Oriented Protein Adsorption to Gold Nanoparticles through a Genetically Encodable Binding Motif

Abstract

Simple, stable, and specific methods for immobilizing proteins on gold surfaces are needed for the development of applications that rely on the oriented attachment of proteins to gold surfaces. We report a direct, stable, genetically encodable method for the oriented chemisorption of proteins to gold nanoparticles (Au NPs) through the tetracysteine motif (C-C-P-G-C-C) while simultaneously suppressing protein physisorption. Mutants of ubiquitin (Ub) and enhanced green fluorescent protein (eGFP) containing the tetracysteine motif were produced and displayed stronger adsorption to the NPs than did native proteins.
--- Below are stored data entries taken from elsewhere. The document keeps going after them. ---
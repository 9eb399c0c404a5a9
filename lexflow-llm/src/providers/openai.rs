//! OpenAI-compatible chat and embedding adapters
//!
//! Works against api.openai.com and any gateway speaking the same wire
//! format (the usual way a self-hosted router is fronted).

use crate::{ChatProvider, ChatRequest, ChatResponse, EmbeddingProvider};
use async_trait::async_trait;
use lexflow_core::{GatewayError, LexflowError, LexflowResult};
use reqwest::{Client, StatusCode};
use serde::{Deserialize, Serialize};

// ============================================================================
// WIRE TYPES
// ============================================================================

#[derive(Debug, Serialize)]
struct CompletionRequest {
    model: String,
    messages: Vec<WireMessage>,
    max_tokens: i32,
    temperature: f32,
    #[serde(skip_serializing_if = "Option::is_none")]
    seed: Option<u64>,
}

#[derive(Debug, Serialize)]
struct WireMessage {
    role: &'static str,
    content: String,
}

#[derive(Debug, Deserialize)]
struct CompletionResponse {
    model: String,
    choices: Vec<Choice>,
    usage: WireUsage,
}

#[derive(Debug, Deserialize)]
struct Choice {
    message: ChoiceMessage,
}

#[derive(Debug, Deserialize)]
struct ChoiceMessage {
    content: Option<String>,
}

#[derive(Debug, Deserialize)]
struct WireUsage {
    prompt_tokens: i64,
    completion_tokens: i64,
}

#[derive(Debug, Serialize)]
struct EmbeddingRequest<'a> {
    model: &'a str,
    input: Vec<&'a str>,
    #[serde(skip_serializing_if = "Option::is_none")]
    dimensions: Option<i32>,
}

#[derive(Debug, Deserialize)]
struct EmbeddingResponse {
    data: Vec<EmbeddingDatum>,
}

#[derive(Debug, Deserialize)]
struct EmbeddingDatum {
    embedding: Vec<f32>,
    index: usize,
}

fn map_status_error(provider: &str, status: StatusCode, message: String) -> LexflowError {
    match status {
        StatusCode::TOO_MANY_REQUESTS => LexflowError::Gateway(GatewayError::RateLimited {
            provider: provider.to_string(),
            retry_after_ms: 1000,
        }),
        _ => LexflowError::Gateway(GatewayError::Vendor {
            provider: provider.to_string(),
            status: status.as_u16() as i32,
            message,
        }),
    }
}

// ============================================================================
// CHAT PROVIDER
// ============================================================================

/// Chat-completions adapter for OpenAI-compatible endpoints.
pub struct OpenAiChatProvider {
    client: Client,
    api_key: String,
    base_url: String,
    model: String,
}

impl OpenAiChatProvider {
    pub fn new(api_key: impl Into<String>, model: impl Into<String>) -> Self {
        Self {
            client: Client::new(),
            api_key: api_key.into(),
            base_url: "https://api.openai.com/v1".to_string(),
            model: model.into(),
        }
    }

    /// Override the API base URL (for gateways and tests).
    pub fn with_base_url(mut self, base_url: impl Into<String>) -> Self {
        self.base_url = base_url.into();
        self
    }
}

#[async_trait]
impl ChatProvider for OpenAiChatProvider {
    async fn chat(&self, request: ChatRequest) -> LexflowResult<ChatResponse> {
        let mut messages = Vec::with_capacity(2);
        if let Some(system) = request.system {
            messages.push(WireMessage {
                role: "system",
                content: system,
            });
        }
        messages.push(WireMessage {
            role: "user",
            content: request.user,
        });

        let body = CompletionRequest {
            model: self.model.clone(),
            messages,
            max_tokens: request.max_tokens,
            temperature: request.temperature,
            seed: request.seed,
        };

        let url = format!("{}/chat/completions", self.base_url);
        let response = self
            .client
            .post(&url)
            .bearer_auth(&self.api_key)
            .json(&body)
            .send()
            .await
            .map_err(|e| {
                LexflowError::Gateway(GatewayError::Vendor {
                    provider: "openai".to_string(),
                    status: 0,
                    message: format!("HTTP request failed: {}", e),
                })
            })?;

        let status = response.status();
        if !status.is_success() {
            let message = response
                .text()
                .await
                .unwrap_or_else(|_| "Unknown error".to_string());
            return Err(map_status_error("openai", status, message));
        }

        let parsed: CompletionResponse = response.json().await.map_err(|e| {
            LexflowError::Gateway(GatewayError::Vendor {
                provider: "openai".to_string(),
                status: status.as_u16() as i32,
                message: format!("Failed to parse response: {}", e),
            })
        })?;

        let text = parsed
            .choices
            .into_iter()
            .next()
            .and_then(|c| c.message.content)
            .ok_or_else(|| {
                LexflowError::Gateway(GatewayError::Vendor {
                    provider: "openai".to_string(),
                    status: status.as_u16() as i32,
                    message: "Response contained no choices".to_string(),
                })
            })?;

        Ok(ChatResponse {
            text,
            model_id: parsed.model,
            input_tokens: parsed.usage.prompt_tokens,
            output_tokens: parsed.usage.completion_tokens,
        })
    }

    fn model_id(&self) -> &str {
        &self.model
    }
}

impl std::fmt::Debug for OpenAiChatProvider {
    fn fmt(&self, f: &mut std::fmt::Formatter<'_>) -> std::fmt::Result {
        f.debug_struct("OpenAiChatProvider")
            .field("base_url", &self.base_url)
            .field("model", &self.model)
            .field("api_key", &"[REDACTED]")
            .finish()
    }
}

// ============================================================================
// EMBEDDING PROVIDER
// ============================================================================

/// Embeddings adapter for OpenAI-compatible endpoints.
///
/// Dimensions are requested explicitly so the vector store schema stays
/// stable regardless of the model default.
pub struct OpenAiEmbeddingProvider {
    client: Client,
    api_key: String,
    base_url: String,
    model: String,
    dimensions: i32,
}

impl OpenAiEmbeddingProvider {
    pub fn new(api_key: impl Into<String>, model: impl Into<String>, dimensions: i32) -> Self {
        Self {
            client: Client::new(),
            api_key: api_key.into(),
            base_url: "https://api.openai.com/v1".to_string(),
            model: model.into(),
            dimensions,
        }
    }

    /// Override the API base URL (for gateways and tests).
    pub fn with_base_url(mut self, base_url: impl Into<String>) -> Self {
        self.base_url = base_url.into();
        self
    }
}

#[async_trait]
impl EmbeddingProvider for OpenAiEmbeddingProvider {
    async fn embed(&self, text: &str) -> LexflowResult<Vec<f32>> {
        let mut batch = self.embed_batch(&[text]).await?;
        batch.pop().ok_or_else(|| {
            LexflowError::Gateway(GatewayError::Vendor {
                provider: "openai".to_string(),
                status: 0,
                message: "Embedding response was empty".to_string(),
            })
        })
    }

    async fn embed_batch(&self, texts: &[&str]) -> LexflowResult<Vec<Vec<f32>>> {
        let body = EmbeddingRequest {
            model: &self.model,
            input: texts.to_vec(),
            dimensions: Some(self.dimensions),
        };

        let url = format!("{}/embeddings", self.base_url);
        let response = self
            .client
            .post(&url)
            .bearer_auth(&self.api_key)
            .json(&body)
            .send()
            .await
            .map_err(|e| {
                LexflowError::Gateway(GatewayError::Vendor {
                    provider: "openai".to_string(),
                    status: 0,
                    message: format!("HTTP request failed: {}", e),
                })
            })?;

        let status = response.status();
        if !status.is_success() {
            let message = response
                .text()
                .await
                .unwrap_or_else(|_| "Unknown error".to_string());
            return Err(map_status_error("openai", status, message));
        }

        let mut parsed: EmbeddingResponse = response.json().await.map_err(|e| {
            LexflowError::Gateway(GatewayError::Vendor {
                provider: "openai".to_string(),
                status: status.as_u16() as i32,
                message: format!("Failed to parse response: {}", e),
            })
        })?;

        // The API may reorder; restore input order by index
        parsed.data.sort_by_key(|d| d.index);
        Ok(parsed.data.into_iter().map(|d| d.embedding).collect())
    }

    fn dimensions(&self) -> i32 {
        self.dimensions
    }

    fn model_id(&self) -> &str {
        &self.model
    }
}

impl std::fmt::Debug for OpenAiEmbeddingProvider {
    fn fmt(&self, f: &mut std::fmt::Formatter<'_>) -> std::fmt::Result {
        f.debug_struct("OpenAiEmbeddingProvider")
            .field("base_url", &self.base_url)
            .field("model", &self.model)
            .field("dimensions", &self.dimensions)
            .field("api_key", &"[REDACTED]")
            .finish()
    }
}

#[cfg(test)]
mod tests {
    use super::*;

    #[test]
    fn test_completion_request_serializes_seed_only_when_set() {
        let without_seed = CompletionRequest {
            model: "gpt-4o-mini".to_string(),
            messages: vec![],
            max_tokens: 10,
            temperature: 0.2,
            seed: None,
        };
        let json = serde_json::to_string(&without_seed).unwrap();
        assert!(!json.contains("seed"));

        let with_seed = CompletionRequest {
            seed: Some(42),
            ..without_seed
        };
        let json = serde_json::to_string(&with_seed).unwrap();
        assert!(json.contains("\"seed\":42"));
    }

    #[test]
    fn test_debug_redacts_key() {
        let provider = OpenAiChatProvider::new("sk-secret", "gpt-4o-mini");
        assert!(!format!("{:?}", provider).contains("sk-secret"));
    }
}
//! Cache boundary
//!
//! Enrichment payloads are cached under deterministic fingerprints with
//! per-freshness-class TTLs. Puts are best-effort; concurrent misses on the
//! same fingerprint may both compute and write, and the last writer wins
//! (enrichment is idempotent).

mod fingerprint;
mod memory;
mod redis_backend;
mod traits;

pub use fingerprint::Fingerprint;
pub use memory::MemoryCache;
pub use redis_backend::RedisCache;
pub use traits::{CacheBackend, CacheStats};
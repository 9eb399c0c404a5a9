//! Shared application state for the API layer

use crate::auth::CredentialVerifier;
use crate::config::ApiConfig;
use lexflow_core::EngineConfig;
use lexflow_engine::WorkflowRuntime;
use lexflow_retrieval::GraphClient;
use lexflow_storage::{CacheBackend, CounterStore, DurableStore};
use std::sync::Arc;
use std::time::Instant;

/// Everything the routes and middleware need. Cheap to clone.
#[derive(Clone)]
pub struct AppState {
    pub runtime: Arc<WorkflowRuntime>,
    pub durable: Arc<dyn DurableStore>,
    pub counter: Arc<dyn CounterStore>,
    pub cache: Option<Arc<dyn CacheBackend>>,
    pub graph: Option<GraphClient>,
    pub verifier: CredentialVerifier,
    pub engine_config: Arc<EngineConfig>,
    pub api_config: Arc<ApiConfig>,
    pub started_at: Instant,
}

impl AppState {
    #[allow(clippy::too_many_arguments)]
    pub fn new(
        runtime: Arc<WorkflowRuntime>,
        durable: Arc<dyn DurableStore>,
        counter: Arc<dyn CounterStore>,
        cache: Option<Arc<dyn CacheBackend>>,
        graph: Option<GraphClient>,
        engine_config: EngineConfig,
        api_config: ApiConfig,
    ) -> Self {
        Self {
            verifier: CredentialVerifier::new(durable.clone()),
            runtime,
            durable,
            counter,
            cache,
            graph,
            engine_config: Arc::new(engine_config),
            api_config: Arc::new(api_config),
            started_at: Instant::now(),
        }
    }
}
An eGFP mutant with a dicysteine motif (G-C-C) did not show a significant improvement in binding to Au NPs compared to that of the wild-type protein. The binding of the proteins to Au NPs of various sizes (14, 18, 28, and 39 nm) was explored. The small Ub tetracysteine mutant stabilized several sizes of Au NPs, and the eGFP tetracysteine mutant clearly had the strongest chemisorption to the 18 nm NPs. The control of binding orientation for proteins bearing a tetracysteine motif was demonstrated through the enhanced specific binding of protein-NP conjugates to immobilized targets.